One of the saddest characters in modern English fiction is Gollum from J. R. R. Tolkien’s The Lord of the Rings. In his lust to own the Ring of power, Sméagol, a member of the Hobbit-like river folk, murders his cousin. Though the Ring greatly extends Sméagol’s life, it twists his body and mind, reducing him at last to Gollum, a creepy, creeping creature, lonely and full of self-loathing. Gollum calls the Ring “my Precious,” and both craves and hates it. When he loses his treasure, he spends the rest of his life seeking to recover it. 

Pearls were the most precious jewels of the ancient world. Cleopatra is said to have worn the two largest pearls in the world as earrings, and just one would have been worth several million dollars today. No wonder Jesus uses a pearl in his sayings and parables to symbolize deep value. On the other hand, for his Jewish audience pigs represent all that is unclean, unworthy, and contaminating. 

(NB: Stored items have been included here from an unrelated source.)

//! Workflow stages.

use std::fmt;

use crate::domain::Action;
use crate::predicates::{BoxPredicate, Predicate};

/// One step of a workflow: the condition to be in it and what to do on arrival.
pub struct WorkflowStage {
    name: String,
    to_enter: BoxPredicate,
    on_enter: Vec<Action>,
}

impl WorkflowStage {
    pub fn new(name: impl Into<String>, to_enter: impl Predicate + 'static) -> Self {
        Self {
            name: name.into(),
            to_enter: Box::new(to_enter),
            on_enter: Vec::new(),
        }
    }

    /// Actions dispatched once, when an item advances into this stage.
    pub fn on_enter(mut self, actions: impl IntoIterator<Item = Action>) -> Self {
        self.on_enter.extend(actions);
        self
    }

    pub fn name(&self) -> &str {
        &self.name
    }

    pub fn to_enter(&self) -> &dyn Predicate {
        self.to_enter.as_ref()
    }

    pub fn on_enter_actions(&self) -> &[Action] {
        &self.on_enter
    }
}

impl fmt::Debug for WorkflowStage {
    fn fmt(&self, f: &mut fmt::Formatter<'_>) -> fmt::Result {
        f.debug_struct("WorkflowStage")
            .field("name", &self.name)
            .field("to_enter", &self.to_enter.to_string())
            .field("on_enter", &self.on_enter)
            .finish()
    }
}
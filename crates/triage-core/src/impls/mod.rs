//! Port implementations.
//!
//! - **InMemoryProject**: one project held in memory, implementing every
//!   service port. Backs the tests and the demo CLI.
//!
//! A client for the real service would live in its own crate.

pub mod memory;

pub use self::memory::{InMemoryProject, MutationLog, ProjectSnapshot};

Don’t throw your pearls before swine is an adage I grew up with. In that time, a pearl necklace was often the first adult jewelry deemed appropriate for teenaged girls. And having a strand of real pearls was a status symbol. As a teen, I was pretty sure the pearls in this verse were the kind I dreamed of wearing. As an adult, I repeat the adage to myself when I’m tempted to give someone a piece of my mind.

Sméagol threw himself away in relentless pursuit of precious treasure. In Tolkien’s Middle Earth, Gollum is a meditation on the ultimate end of a life misspent in pursuit of unworthy treasure.

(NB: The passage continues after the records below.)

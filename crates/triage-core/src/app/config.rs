//! Triager configuration.
//!
//! Built in code or read from the environment:
//!
//! | variable              | field             | example   |
//! |-----------------------|-------------------|-----------|
//! | `TRIAGE_PROJECT`      | `project`         | `Bugs`    |
//! | `TRIAGE_ACCESS_TOKEN` | `access_token`    |           |
//! | `TRIAGE_TZ_OFFSET`    | `timezone_offset` | `+09:00`  |
//! | `TRIAGE_DRY_RUN`      | `dry_run`         | `true`    |
//! | `TRIAGE_ALL_ITEMS`    | `!only_incomplete`| `1`       |

use std::env;
use std::fmt;

use chrono::{FixedOffset, Offset, Utc};

#[derive(Debug, Clone, PartialEq, Eq, thiserror::Error)]
pub enum ConfigError {
    #[error("environment variable {0} is not set")]
    Missing(&'static str),

    #[error("invalid timezone offset '{0}' (expected e.g. +09:00, -0530 or Z)")]
    InvalidOffset(String),

    #[error("invalid boolean '{value}' in {var}")]
    InvalidBool { var: &'static str, value: String },
}

/// Source of configuration values, so tests need not touch the process environment.
pub trait EnvReader {
    fn get(&self, key: &str) -> Option<String>;
}

/// The process environment. Empty values count as unset.
pub struct ProcessEnv;

impl EnvReader for ProcessEnv {
    fn get(&self, key: &str) -> Option<String> {
        env::var(key).ok().filter(|v| !v.is_empty())
    }
}

impl<F: Fn(&str) -> Option<String>> EnvReader for F {
    fn get(&self, key: &str) -> Option<String> {
        self(key)
    }
}

#[derive(Clone, PartialEq, Eq)]
pub struct TriagerConfig {
    /// Project name or gid.
    pub project: String,
    access_token: Option<String>,
    /// Offset used for "today" in date-only comparisons.
    pub timezone_offset: FixedOffset,
    /// Triage only incomplete items (sorting too).
    pub only_incomplete: bool,
    /// Record what would be sent without sending it.
    pub dry_run: bool,
}

impl TriagerConfig {
    pub fn new(project: impl Into<String>) -> Self {
        Self {
            project: project.into(),
            access_token: None,
            timezone_offset: Utc.fix(),
            only_incomplete: true,
            dry_run: false,
        }
    }

    pub fn with_access_token(mut self, token: impl Into<String>) -> Self {
        self.access_token = Some(token.into());
        self
    }

    pub fn with_timezone_offset(mut self, offset: FixedOffset) -> Self {
        self.timezone_offset = offset;
        self
    }

    pub fn with_only_incomplete(mut self, only_incomplete: bool) -> Self {
        self.only_incomplete = only_incomplete;
        self
    }

    pub fn with_dry_run(mut self, dry_run: bool) -> Self {
        self.dry_run = dry_run;
        self
    }

    pub fn access_token(&self) -> Option<&str> {
        self.access_token.as_deref()
    }

    pub fn from_env() -> Result<Self, ConfigError> {
        Self::from_reader(&ProcessEnv)
    }

    pub fn from_reader(env: &dyn EnvReader) -> Result<Self, ConfigError> {
        let project = env
            .get("TRIAGE_PROJECT")
            .ok_or(ConfigError::Missing("TRIAGE_PROJECT"))?;
        let mut config = Self::new(project);
        config.access_token = env.get("TRIAGE_ACCESS_TOKEN");
        if let Some(offset) = env.get("TRIAGE_TZ_OFFSET") {
            config.timezone_offset = parse_offset(&offset)?;
        }
        if let Some(value) = env.get("TRIAGE_DRY_RUN") {
            config.dry_run = parse_bool("TRIAGE_DRY_RUN", &value)?;
        }
        if let Some(value) = env.get("TRIAGE_ALL_ITEMS") {
            config.only_incomplete = !parse_bool("TRIAGE_ALL_ITEMS", &value)?;
        }
        Ok(config)
    }
}

impl fmt::Debug for TriagerConfig {
    fn fmt(&self, f: &mut fmt::Formatter<'_>) -> fmt::Result {
        f.debug_struct("TriagerConfig")
            .field("project", &self.project)
            .field("access_token", &self.access_token.as_ref().map(|_| "<redacted>"))
            .field("timezone_offset", &self.timezone_offset)
            .field("only_incomplete", &self.only_incomplete)
            .field("dry_run", &self.dry_run)
            .finish()
    }
}

/// `Z`, `UTC`, `+09:00`, `-0530` or `+9`.
pub fn parse_offset(input: &str) -> Result<FixedOffset, ConfigError> {
    let invalid = || ConfigError::InvalidOffset(input.to_string());
    let s = input.trim();
    if s.eq_ignore_ascii_case("z") || s.eq_ignore_ascii_case("utc") {
        return Ok(Utc.fix());
    }

    let (sign, rest) = match s.as_bytes().first() {
        Some(b'+') => (1, &s[1..]),
        Some(b'-') => (-1, &s[1..]),
        _ => return Err(invalid()),
    };
    let (hours, minutes) = match rest.split_once(':') {
        Some((h, m)) => (h, m),
        None if rest.len() == 4 => rest.split_at(2),
        None => (rest, "0"),
    };
    let hours: i32 = hours.parse().map_err(|_| invalid())?;
    let minutes: i32 = minutes.parse().map_err(|_| invalid())?;
    if !(0..60).contains(&minutes) {
        return Err(invalid());
    }
    FixedOffset::east_opt(sign * (hours * 3600 + minutes * 60)).ok_or_else(invalid)
}

fn parse_bool(var: &'static str, value: &str) -> Result<bool, ConfigError> {
    match value.trim().to_ascii_lowercase().as_str() {
        "1" | "true" | "yes" | "on" => Ok(true),
        "0" | "false" | "no" | "off" => Ok(false),
        _ => Err(ConfigError::InvalidBool {
            var,
            value: value.to_string(),
        }),
    }
}

#[cfg(test)]
mod tests {
    use super::*;
    use rstest::rstest;
    use std::collections::HashMap;

    fn env_of(pairs: &[(&str, &str)]) -> impl Fn(&str) -> Option<String> {
        let map: HashMap<String, String> = pairs
            .iter()
            .map(|(k, v)| (k.to_string(), v.to_string()))
            .collect();
        move |key: &str| map.get(key).cloned()
    }

    #[rstest]
    #[case::zulu("Z", 0)]
    #[case::utc("utc", 0)]
    #[case::colon("+09:00", 9 * 3600)]
    #[case::compact("-0530", -(5 * 3600 + 30 * 60))]
    #[case::hours_only("+9", 9 * 3600)]
    fn parses_offsets(#[case] input: &str, #[case] seconds: i32) {
        assert_eq!(parse_offset(input).unwrap().local_minus_utc(), seconds);
    }

    #[rstest]
    #[case("09:00")]
    #[case("+25:00")]
    #[case("+09:75")]
    #[case("+ab")]
    fn rejects_bad_offsets(#[case] input: &str) {
        assert!(matches!(parse_offset(input), Err(ConfigError::InvalidOffset(_))));
    }

    #[test]
    fn reads_from_environment() {
        let env = env_of(&[
            ("TRIAGE_PROJECT", "Bugs"),
            ("TRIAGE_ACCESS_TOKEN", "secret-token"),
            ("TRIAGE_TZ_OFFSET", "+09:00"),
            ("TRIAGE_DRY_RUN", "yes"),
        ]);
        let config = TriagerConfig::from_reader(&env).unwrap();

        assert_eq!(config.project, "Bugs");
        assert_eq!(config.access_token(), Some("secret-token"));
        assert_eq!(config.timezone_offset.local_minus_utc(), 9 * 3600);
        assert!(config.dry_run);
        assert!(config.only_incomplete);
    }

    #[test]
    fn project_is_required() {
        let env = env_of(&[]);
        assert_eq!(
            TriagerConfig::from_reader(&env),
            Err(ConfigError::Missing("TRIAGE_PROJECT"))
        );
    }

    #[test]
    fn debug_redacts_token() {
        let config = TriagerConfig::new("Bugs").with_access_token("secret-token");
        let debug = format!("{config:?}");
        assert!(!debug.contains("secret-token"));
        assert!(debug.contains("<redacted>"));
    }
}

As you ponder today’s Scripture, what question nudges you about decisions that you’ve made or need to make?


Holy God, many of us are feeling muddied and trampled on. Help us lift our eyes to you and remember the price you paid for the pearls of our lives. Restore to us the joy of our salvation. Amen.

Saturday, July 3

Matthew 7:1-5

Before I had my own children, I questioned the parenting decisions of others, sometimes harshly. I’d become particularly annoyed when a child threw a fit in a public place, like the local supermarket. “If those parents knew how to discipline their child,” I used to think, “they wouldn’t be making a scene.” 

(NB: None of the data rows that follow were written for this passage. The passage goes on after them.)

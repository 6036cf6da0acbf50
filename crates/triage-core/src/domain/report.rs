//! Run report: what one `triage()` or `sort()` run did, and what it did not.
//!
//! The engine prefers finishing a run over aborting it, so most problems are
//! recorded here instead of being returned as errors. Everything is
//! serializable so a run can be explained after the fact ("what moved and why").

use chrono::{DateTime, Utc};
use serde::{Deserialize, Serialize};

use super::action::Action;
use super::errors::{ErrorKind, SchemaError};
use super::ids::{ItemId, RunId};
use super::project::Move;

#[derive(Debug, Clone, Copy, PartialEq, Eq, Hash, Serialize, Deserialize)]
#[serde(rename_all = "snake_case")]
pub enum RunKind {
    Triage,
    Sort,
}

/// Which part of the configuration produced an action.
#[derive(Debug, Clone, PartialEq, Eq, Serialize, Deserialize)]
#[serde(tag = "source", rename_all = "snake_case")]
pub enum Origin {
    Rule {
        rule: usize,
        label: String,
    },
    Workflow {
        workflow: String,
        stage: String,
        /// `false` for the stage write itself, `true` for the stage's on-enter actions.
        on_enter: bool,
    },
}

impl Origin {
    pub fn is_on_enter(&self) -> bool {
        matches!(self, Origin::Workflow { on_enter: true, .. })
    }
}

#[derive(Debug, Clone, PartialEq, Serialize, Deserialize)]
pub struct ActionRecord {
    pub item: ItemId,
    pub action: Action,
    pub origin: Origin,
}

/// Why an action (or a move) was not applied.
#[derive(Debug, Clone, PartialEq, Serialize, Deserialize)]
#[serde(tag = "reason", rename_all = "snake_case")]
pub enum SkipReason {
    /// The action names something the snapshot does not have.
    Schema { error: SchemaError },
    /// The service rejected the request.
    Service { kind: ErrorKind, message: String },
    /// The workflow stage write failed, so the stage's on-enter actions were dropped.
    TransitionAbandoned,
}

#[derive(Debug, Clone, PartialEq, Serialize, Deserialize)]
pub struct SkippedAction {
    pub item: ItemId,
    pub action: Action,
    pub origin: Origin,
    #[serde(flatten)]
    pub reason: SkipReason,
}

/// A rule handler failed for one item.
#[derive(Debug, Clone, PartialEq, Eq, Serialize, Deserialize)]
pub struct RuleFailure {
    pub item: ItemId,
    pub rule: usize,
    pub label: String,
    pub message: String,
}

#[derive(Debug, Clone, PartialEq, Eq, Serialize, Deserialize)]
#[serde(tag = "status", rename_all = "snake_case")]
pub enum WorkflowStatus {
    /// The item moved to a new stage.
    Advanced { from: Option<String>, to: String },
    /// No stage predicate holds; the item was left where it was.
    Undetermined { current: Option<String> },
    /// The current stage could not be read from the item.
    Unreadable { reason: String },
    /// The highest satisfied stage is behind the current one; stages never move back.
    Held { current: String, target: String },
}

#[derive(Debug, Clone, PartialEq, Eq, Serialize, Deserialize)]
pub struct WorkflowNote {
    pub workflow: String,
    pub item: ItemId,
    #[serde(flatten)]
    pub status: WorkflowStatus,
}

/// Non-fatal observation made while sorting (e.g. an unrecognized enum value).
#[derive(Debug, Clone, PartialEq, Eq, Serialize, Deserialize)]
pub struct SortWarning {
    pub section: String,
    pub item: ItemId,
    pub message: String,
}

#[derive(Debug, Clone, PartialEq, Eq, Serialize, Deserialize)]
pub struct MoveRecord {
    pub section: String,
    #[serde(flatten)]
    pub mv: Move,
}

#[derive(Debug, Clone, PartialEq, Serialize, Deserialize)]
pub struct SkippedMove {
    pub section: String,
    #[serde(flatten)]
    pub mv: Move,
    pub kind: ErrorKind,
    pub message: String,
}

/// Counters for the end-of-run log line.
#[derive(Debug, Clone, Copy, Default, PartialEq, Eq, Serialize, Deserialize)]
pub struct RunSummary {
    pub applied: usize,
    pub planned: usize,
    pub unchanged: usize,
    pub skipped: usize,
    pub rule_failures: usize,
    pub transitions: usize,
    pub workflow_warnings: usize,
    pub moves: usize,
    pub skipped_moves: usize,
}

#[derive(Debug, Clone, PartialEq, Serialize, Deserialize)]
pub struct RunReport {
    pub run_id: RunId,
    pub kind: RunKind,
    pub started_at: DateTime<Utc>,
    pub dry_run: bool,

    /// Actions sent to the service and accepted.
    #[serde(default, skip_serializing_if = "Vec::is_empty")]
    pub applied: Vec<ActionRecord>,

    /// Actions that would have been sent (dry run only).
    #[serde(default, skip_serializing_if = "Vec::is_empty")]
    pub planned: Vec<ActionRecord>,

    /// Actions whose desired state already held; nothing was sent.
    #[serde(default, skip_serializing_if = "Vec::is_empty")]
    pub unchanged: Vec<ActionRecord>,

    #[serde(default, skip_serializing_if = "Vec::is_empty")]
    pub skipped: Vec<SkippedAction>,

    #[serde(default, skip_serializing_if = "Vec::is_empty")]
    pub rule_failures: Vec<RuleFailure>,

    #[serde(default, skip_serializing_if = "Vec::is_empty")]
    pub workflow: Vec<WorkflowNote>,

    #[serde(default, skip_serializing_if = "Vec::is_empty")]
    pub sort_warnings: Vec<SortWarning>,

    #[serde(default, skip_serializing_if = "Vec::is_empty")]
    pub moves: Vec<MoveRecord>,

    #[serde(default, skip_serializing_if = "Vec::is_empty")]
    pub skipped_moves: Vec<SkippedMove>,
}

impl RunReport {
    pub fn new(run_id: RunId, kind: RunKind, started_at: DateTime<Utc>, dry_run: bool) -> Self {
        Self {
            run_id,
            kind,
            started_at,
            dry_run,
            applied: Vec::new(),
            planned: Vec::new(),
            unchanged: Vec::new(),
            skipped: Vec::new(),
            rule_failures: Vec::new(),
            workflow: Vec::new(),
            sort_warnings: Vec::new(),
            moves: Vec::new(),
            skipped_moves: Vec::new(),
        }
    }

    pub fn summary(&self) -> RunSummary {
        let transitions = self
            .workflow
            .iter()
            .filter(|n| matches!(n.status, WorkflowStatus::Advanced { .. }))
            .count();
        RunSummary {
            applied: self.applied.len(),
            planned: self.planned.len(),
            unchanged: self.unchanged.len(),
            skipped: self.skipped.len(),
            rule_failures: self.rule_failures.len(),
            transitions,
            workflow_warnings: self.workflow.len() - transitions,
            moves: self.moves.len(),
            skipped_moves: self.skipped_moves.len(),
        }
    }

    /// Applied (or planned, in a dry run) actions for one item, in dispatch order.
    pub fn actions_for(&self, item: &ItemId) -> Vec<&ActionRecord> {
        let issued = if self.dry_run { &self.planned } else { &self.applied };
        issued.iter().filter(|r| &r.item == item).collect()
    }

    /// Nothing was skipped, failed or left undetermined.
    pub fn is_clean(&self) -> bool {
        let summary = self.summary();
        summary.skipped == 0
            && summary.rule_failures == 0
            && summary.workflow_warnings == 0
            && summary.skipped_moves == 0
            && self.sort_warnings.is_empty()
    }
}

Fast forward a few years and now I’m the one with a two-year-old. I’m learning what those poor parents I judged in the supermarket already understood: reasoning with a two-year-old is often a losing battle! No matter how calm I remain or how carefully I try to reason, sometimes my child just needs to release their emotions. Unfortunately, my child isn’t sympathetic to my rising anxiety as we draw unwanted attention from those now judging how I remedy the situation.

Sometimes judging someone is easier than loving them. Assuming the worst about other parents was easy before I became one. It was also easy to assume the best about myself, had I been in their shoes. Instead of judging, Jesus invites us to the hard work of self-examination.

Archibald Macleish once said, “Religion is at its best when it makes us ask hard questions of ourselves. It is at its worst when it deludes us into thinking we have all the answers for everybody else.” 

Self-examination is not easy. It forces us to look inward and face our own demons. It can be messy work. Yet, as we learn to assess our own shortcomings and address them, we also learn to be gracious with ourselves. And as we grow in grace toward ourselves, we naturally become gentler and more patient with others. What kind of world might exist if we started removing the log in our own eye first? 


What “logs” do you need to remove from your eyes? How might dealing with those things help you see others in similar situations differently?


Christ, help us to be gracious and patient with ourselves and our neighbors as we travel this journey together. Amen.